• **Your assignment**
Exact duplicates of all entries are needed.

• **Dataset records**
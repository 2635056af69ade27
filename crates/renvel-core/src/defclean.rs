//! Clean `dumpbin /exports` listings into linker-ready DEF files
//!
//! A raw listing wraps the export names in a table between an
//! `ordinal hint RVA` header and a `Summary` footer; the export name is the
//! last token of each data line.

use crate::error::{Error, Result};
use std::fs;
use std::path::Path;

/// Marker line that opens the export table in a dumpbin listing
const TABLE_HEADER: &str = "ordinal hint RVA";
/// Marker line that closes the export table
const TABLE_FOOTER: &str = "Summary";

/// Extract export names from dumpbin listing text
pub fn extract_export_names(listing: &str) -> Vec<String> {
    let mut names = Vec::new();
    let mut in_table = false;

    for line in listing.lines() {
        if line.contains(TABLE_HEADER) {
            in_table = true;
            continue;
        }
        if line.contains(TABLE_FOOTER) {
            break;
        }
        if !in_table || line.trim().is_empty() {
            continue;
        }

        if let Some(token) = line.split_whitespace().last() {
            if is_identifier(token) {
                names.push(token.to_string());
            }
        }
    }

    names
}

/// Read a raw DEF listing and write a clean `EXPORTS` file.
///
/// Returns the number of export names written; zero names is an error.
pub fn clean_def<P: AsRef<Path>, Q: AsRef<Path>>(input: P, output: Q) -> Result<usize> {
    let input = input.as_ref();
    let listing = fs::read_to_string(input).map_err(|e| Error::FileRead {
        path: input.to_path_buf(),
        source: e,
    })?;

    let names = extract_export_names(&listing);
    if names.is_empty() {
        return Err(Error::NoExportsFound(input.to_path_buf()));
    }

    let mut content = String::from("EXPORTS\n");
    for name in &names {
        content.push_str(name);
        content.push('\n');
    }
    fs::write(output, content)?;

    Ok(names.len())
}

/// C-identifier check, the same filter the original cleaner applied
fn is_identifier(token: &str) -> bool {
    let mut chars = token.chars();
    match chars.next() {
        Some(c) if c.is_ascii_alphabetic() || c == '_' => {}
        _ => return false,
    }
    chars.all(|c| c.is_ascii_alphanumeric() || c == '_')
}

• **Exercise result**
repository 2635056af69ade27
filename crates/renvel-core/src/defclean.rs
//! Clean `dumpbin /exports` listings into linker-ready DEF files
//!
//! A raw listing wraps the export names in a table between an
//! `ordinal hint RVA` header and a `Summary` footer; the export name is the
//! last token of each data line.

use crate::error::{Error, Result};
use std::fs;
use std::path::Path;

/// Marker line that opens the export table in a dumpbin listing
const TABLE_HEADER: &str = "ordinal hint RVA";
/// Marker line that closes the export table
const TABLE_FOOTER: &str = "Summary";

/// Extract export names from dumpbin listing text
pub fn extract_export_names(listing: &str) -> Vec<String> {
    let mut names = Vec::new();
    let mut in_table = false;

    for line in listing.lines() {
        if line.contains(TABLE_HEADER) {
            in_table = true;
            continue;
        }
        if line.contains(TABLE_FOOTER) {
            break;
        }
        if !in_table || line.trim().is_empty() {
            continue;
        }

        if let Some(token) = line.split_whitespace().last() {
            if is_identifier(token) {
                names.push(token.to_string());
            }
        }
    }

    names
}

/// Read a raw DEF listing and write a clean `EXPORTS` file.
///
/// Returns the number of export names written; zero names is an error.
pub fn clean_def<P: AsRef<Path>, Q: AsRef<Path>>(input: P, output: Q) -> Result<usize> {
    let input = input.as_ref();
    let listing = fs::read_to_string(input).map_err(|e| Error::FileRead {
        path: input.to_path_buf(),
        source: e,
    })?;

    let names = extract_export_names(&listing);
    if names.is_empty() {
        return Err(Error::NoExportsFound(input.to_path_buf()));
    }

    let mut content = String::from("EXPORTS\n");
    for name in &names {
        content.push_str(name);
        content.push('\n');
    }
    fs::write(output, content)?;

    Ok(names.len())
}

/// C-identifier check, the same filter the original cleaner applied
fn is_identifier(token: &str) -> bool {
    let mut chars = token.chars();
    match chars.next() {
        Some(c) if c.is_ascii_alphabetic() || c == '_' => {}
        _ => return false,
    }
    chars.all(|c| c.is_ascii_alphanumeric() || c == '_')
}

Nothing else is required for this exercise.